**EXERCISE**
The answer must be a single number: how many lines in the entries below contain the word "counter".

**Dataset entries**
[Start of Attachment]
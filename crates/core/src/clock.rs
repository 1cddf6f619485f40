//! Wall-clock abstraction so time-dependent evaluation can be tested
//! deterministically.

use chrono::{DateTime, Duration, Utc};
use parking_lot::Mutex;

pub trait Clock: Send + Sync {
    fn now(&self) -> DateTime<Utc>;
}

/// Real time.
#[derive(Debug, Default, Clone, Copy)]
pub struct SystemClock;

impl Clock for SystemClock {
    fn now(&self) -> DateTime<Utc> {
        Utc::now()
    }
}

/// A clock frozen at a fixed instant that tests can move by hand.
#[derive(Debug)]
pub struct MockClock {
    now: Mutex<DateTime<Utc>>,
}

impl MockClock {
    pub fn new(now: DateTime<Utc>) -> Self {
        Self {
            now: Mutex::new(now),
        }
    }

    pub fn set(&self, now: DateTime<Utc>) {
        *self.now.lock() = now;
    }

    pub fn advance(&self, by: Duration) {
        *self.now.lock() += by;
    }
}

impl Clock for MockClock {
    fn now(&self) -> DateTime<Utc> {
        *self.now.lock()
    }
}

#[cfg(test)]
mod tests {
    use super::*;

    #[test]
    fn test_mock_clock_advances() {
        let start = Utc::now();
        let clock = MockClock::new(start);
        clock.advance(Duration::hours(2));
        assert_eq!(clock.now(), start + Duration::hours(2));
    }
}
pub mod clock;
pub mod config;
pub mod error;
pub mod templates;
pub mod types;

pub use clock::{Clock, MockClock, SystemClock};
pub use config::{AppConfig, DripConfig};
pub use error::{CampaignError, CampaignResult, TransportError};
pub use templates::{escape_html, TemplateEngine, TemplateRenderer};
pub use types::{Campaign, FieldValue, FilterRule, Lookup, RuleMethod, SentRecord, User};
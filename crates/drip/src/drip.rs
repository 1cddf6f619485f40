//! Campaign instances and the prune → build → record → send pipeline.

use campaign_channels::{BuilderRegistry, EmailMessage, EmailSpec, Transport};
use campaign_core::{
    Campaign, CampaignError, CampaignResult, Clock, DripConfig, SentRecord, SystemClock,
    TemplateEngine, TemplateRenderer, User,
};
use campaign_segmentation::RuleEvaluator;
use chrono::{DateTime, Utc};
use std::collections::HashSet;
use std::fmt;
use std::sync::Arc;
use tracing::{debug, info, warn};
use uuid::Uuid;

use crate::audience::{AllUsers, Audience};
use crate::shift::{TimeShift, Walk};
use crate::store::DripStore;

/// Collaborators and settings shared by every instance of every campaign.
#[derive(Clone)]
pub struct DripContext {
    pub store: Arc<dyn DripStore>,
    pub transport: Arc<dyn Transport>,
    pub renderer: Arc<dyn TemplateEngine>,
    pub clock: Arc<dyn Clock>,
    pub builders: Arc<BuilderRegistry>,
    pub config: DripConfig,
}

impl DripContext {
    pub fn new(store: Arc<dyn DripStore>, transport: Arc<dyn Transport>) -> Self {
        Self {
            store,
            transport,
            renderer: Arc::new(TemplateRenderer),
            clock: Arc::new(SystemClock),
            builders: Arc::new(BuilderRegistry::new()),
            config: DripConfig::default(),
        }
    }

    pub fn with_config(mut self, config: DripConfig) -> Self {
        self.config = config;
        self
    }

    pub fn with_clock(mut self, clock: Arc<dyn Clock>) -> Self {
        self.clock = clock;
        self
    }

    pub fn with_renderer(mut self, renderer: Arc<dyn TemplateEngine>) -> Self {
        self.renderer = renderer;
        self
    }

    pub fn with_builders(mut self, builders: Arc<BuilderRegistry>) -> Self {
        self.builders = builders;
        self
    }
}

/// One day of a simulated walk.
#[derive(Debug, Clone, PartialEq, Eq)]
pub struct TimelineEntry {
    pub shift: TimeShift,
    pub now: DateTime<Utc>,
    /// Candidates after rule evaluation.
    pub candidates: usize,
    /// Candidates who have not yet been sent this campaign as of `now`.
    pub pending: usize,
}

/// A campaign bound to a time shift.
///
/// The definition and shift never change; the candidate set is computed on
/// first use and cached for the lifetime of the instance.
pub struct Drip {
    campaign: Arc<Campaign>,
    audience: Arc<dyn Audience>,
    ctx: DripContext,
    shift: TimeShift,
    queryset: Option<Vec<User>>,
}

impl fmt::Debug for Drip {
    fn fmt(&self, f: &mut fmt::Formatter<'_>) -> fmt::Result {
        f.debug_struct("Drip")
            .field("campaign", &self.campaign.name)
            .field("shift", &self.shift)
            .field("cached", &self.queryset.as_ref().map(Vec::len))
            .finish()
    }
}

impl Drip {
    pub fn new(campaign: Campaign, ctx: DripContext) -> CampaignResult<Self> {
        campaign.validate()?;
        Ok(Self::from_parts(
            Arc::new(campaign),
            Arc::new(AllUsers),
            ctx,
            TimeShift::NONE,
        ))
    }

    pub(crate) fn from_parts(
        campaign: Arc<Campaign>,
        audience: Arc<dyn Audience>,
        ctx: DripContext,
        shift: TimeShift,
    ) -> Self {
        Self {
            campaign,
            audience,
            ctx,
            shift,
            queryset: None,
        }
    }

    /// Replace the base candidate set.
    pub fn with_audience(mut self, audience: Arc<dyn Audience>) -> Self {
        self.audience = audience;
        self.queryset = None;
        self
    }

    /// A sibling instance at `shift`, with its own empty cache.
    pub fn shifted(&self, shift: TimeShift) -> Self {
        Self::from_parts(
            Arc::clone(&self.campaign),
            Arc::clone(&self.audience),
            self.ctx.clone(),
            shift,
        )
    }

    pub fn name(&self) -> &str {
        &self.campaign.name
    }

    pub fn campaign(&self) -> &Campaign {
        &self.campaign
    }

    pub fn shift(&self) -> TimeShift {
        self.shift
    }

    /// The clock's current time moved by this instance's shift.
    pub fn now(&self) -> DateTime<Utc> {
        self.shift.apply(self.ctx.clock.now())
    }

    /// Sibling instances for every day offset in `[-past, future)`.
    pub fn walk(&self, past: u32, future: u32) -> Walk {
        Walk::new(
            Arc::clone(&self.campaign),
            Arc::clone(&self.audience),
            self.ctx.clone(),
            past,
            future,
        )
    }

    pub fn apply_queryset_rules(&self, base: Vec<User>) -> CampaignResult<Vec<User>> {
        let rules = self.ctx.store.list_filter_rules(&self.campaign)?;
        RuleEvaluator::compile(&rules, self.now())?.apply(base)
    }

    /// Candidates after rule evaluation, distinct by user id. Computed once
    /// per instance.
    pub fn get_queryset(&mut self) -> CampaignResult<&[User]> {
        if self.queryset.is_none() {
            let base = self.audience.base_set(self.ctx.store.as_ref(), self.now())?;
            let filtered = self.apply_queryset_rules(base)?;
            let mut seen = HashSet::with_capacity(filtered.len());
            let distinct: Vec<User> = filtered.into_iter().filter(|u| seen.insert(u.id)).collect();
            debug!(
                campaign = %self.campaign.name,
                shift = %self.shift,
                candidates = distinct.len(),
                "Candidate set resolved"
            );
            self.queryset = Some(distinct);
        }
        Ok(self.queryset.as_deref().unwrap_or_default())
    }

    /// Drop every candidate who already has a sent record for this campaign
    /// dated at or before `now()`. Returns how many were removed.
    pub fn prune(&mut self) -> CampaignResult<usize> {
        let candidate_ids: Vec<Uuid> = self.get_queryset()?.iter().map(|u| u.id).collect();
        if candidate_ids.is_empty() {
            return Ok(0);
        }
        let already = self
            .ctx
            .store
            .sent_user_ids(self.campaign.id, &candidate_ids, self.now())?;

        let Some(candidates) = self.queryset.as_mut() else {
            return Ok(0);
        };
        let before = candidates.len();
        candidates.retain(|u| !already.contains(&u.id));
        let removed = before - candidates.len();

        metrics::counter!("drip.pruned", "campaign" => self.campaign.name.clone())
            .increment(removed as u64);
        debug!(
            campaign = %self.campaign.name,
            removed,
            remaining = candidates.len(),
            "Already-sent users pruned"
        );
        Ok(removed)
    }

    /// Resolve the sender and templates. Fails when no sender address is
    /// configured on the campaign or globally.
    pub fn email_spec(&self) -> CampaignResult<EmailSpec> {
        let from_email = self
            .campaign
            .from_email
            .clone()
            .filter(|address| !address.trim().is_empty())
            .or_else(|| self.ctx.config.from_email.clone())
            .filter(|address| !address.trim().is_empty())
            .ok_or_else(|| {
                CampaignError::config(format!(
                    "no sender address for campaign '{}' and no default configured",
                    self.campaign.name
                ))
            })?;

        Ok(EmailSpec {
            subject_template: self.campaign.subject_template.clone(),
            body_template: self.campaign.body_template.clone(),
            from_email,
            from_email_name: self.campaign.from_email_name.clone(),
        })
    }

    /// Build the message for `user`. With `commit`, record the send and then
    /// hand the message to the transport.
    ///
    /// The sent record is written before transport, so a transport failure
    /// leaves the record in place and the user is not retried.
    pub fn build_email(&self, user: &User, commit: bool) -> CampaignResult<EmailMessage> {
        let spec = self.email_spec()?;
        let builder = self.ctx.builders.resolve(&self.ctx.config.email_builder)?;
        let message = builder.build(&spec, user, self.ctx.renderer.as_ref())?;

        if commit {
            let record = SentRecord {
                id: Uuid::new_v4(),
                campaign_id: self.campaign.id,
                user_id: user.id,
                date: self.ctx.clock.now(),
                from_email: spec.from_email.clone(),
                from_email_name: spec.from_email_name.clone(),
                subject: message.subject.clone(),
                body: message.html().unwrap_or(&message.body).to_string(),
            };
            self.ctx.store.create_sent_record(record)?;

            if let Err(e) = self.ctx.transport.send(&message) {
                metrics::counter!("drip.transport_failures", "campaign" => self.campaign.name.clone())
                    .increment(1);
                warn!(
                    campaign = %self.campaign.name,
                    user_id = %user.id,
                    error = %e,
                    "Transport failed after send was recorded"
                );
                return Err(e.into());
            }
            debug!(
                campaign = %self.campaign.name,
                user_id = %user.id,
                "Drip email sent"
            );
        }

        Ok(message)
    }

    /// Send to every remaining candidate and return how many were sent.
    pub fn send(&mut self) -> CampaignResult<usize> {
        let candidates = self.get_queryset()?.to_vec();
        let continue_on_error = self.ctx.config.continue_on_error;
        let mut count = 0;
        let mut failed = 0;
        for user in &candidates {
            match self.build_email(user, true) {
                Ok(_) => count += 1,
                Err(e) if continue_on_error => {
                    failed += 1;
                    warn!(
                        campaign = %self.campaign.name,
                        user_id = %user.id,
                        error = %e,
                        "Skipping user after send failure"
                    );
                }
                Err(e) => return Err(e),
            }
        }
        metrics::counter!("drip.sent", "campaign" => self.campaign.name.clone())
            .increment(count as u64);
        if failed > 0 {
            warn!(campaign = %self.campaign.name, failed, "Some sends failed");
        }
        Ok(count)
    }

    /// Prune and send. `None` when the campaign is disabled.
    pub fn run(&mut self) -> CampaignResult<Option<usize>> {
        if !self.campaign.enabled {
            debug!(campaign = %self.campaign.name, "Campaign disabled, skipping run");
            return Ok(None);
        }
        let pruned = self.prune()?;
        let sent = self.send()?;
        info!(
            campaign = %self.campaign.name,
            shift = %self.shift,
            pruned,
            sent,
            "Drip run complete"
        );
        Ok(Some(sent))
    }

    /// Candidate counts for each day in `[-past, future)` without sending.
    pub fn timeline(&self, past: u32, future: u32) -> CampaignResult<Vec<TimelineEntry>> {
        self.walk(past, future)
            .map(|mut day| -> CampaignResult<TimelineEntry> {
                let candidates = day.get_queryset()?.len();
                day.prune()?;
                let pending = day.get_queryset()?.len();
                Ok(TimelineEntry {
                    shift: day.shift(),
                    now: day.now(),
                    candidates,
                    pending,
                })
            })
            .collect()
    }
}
[End of Attachment]
**TASK SOLUTION**
3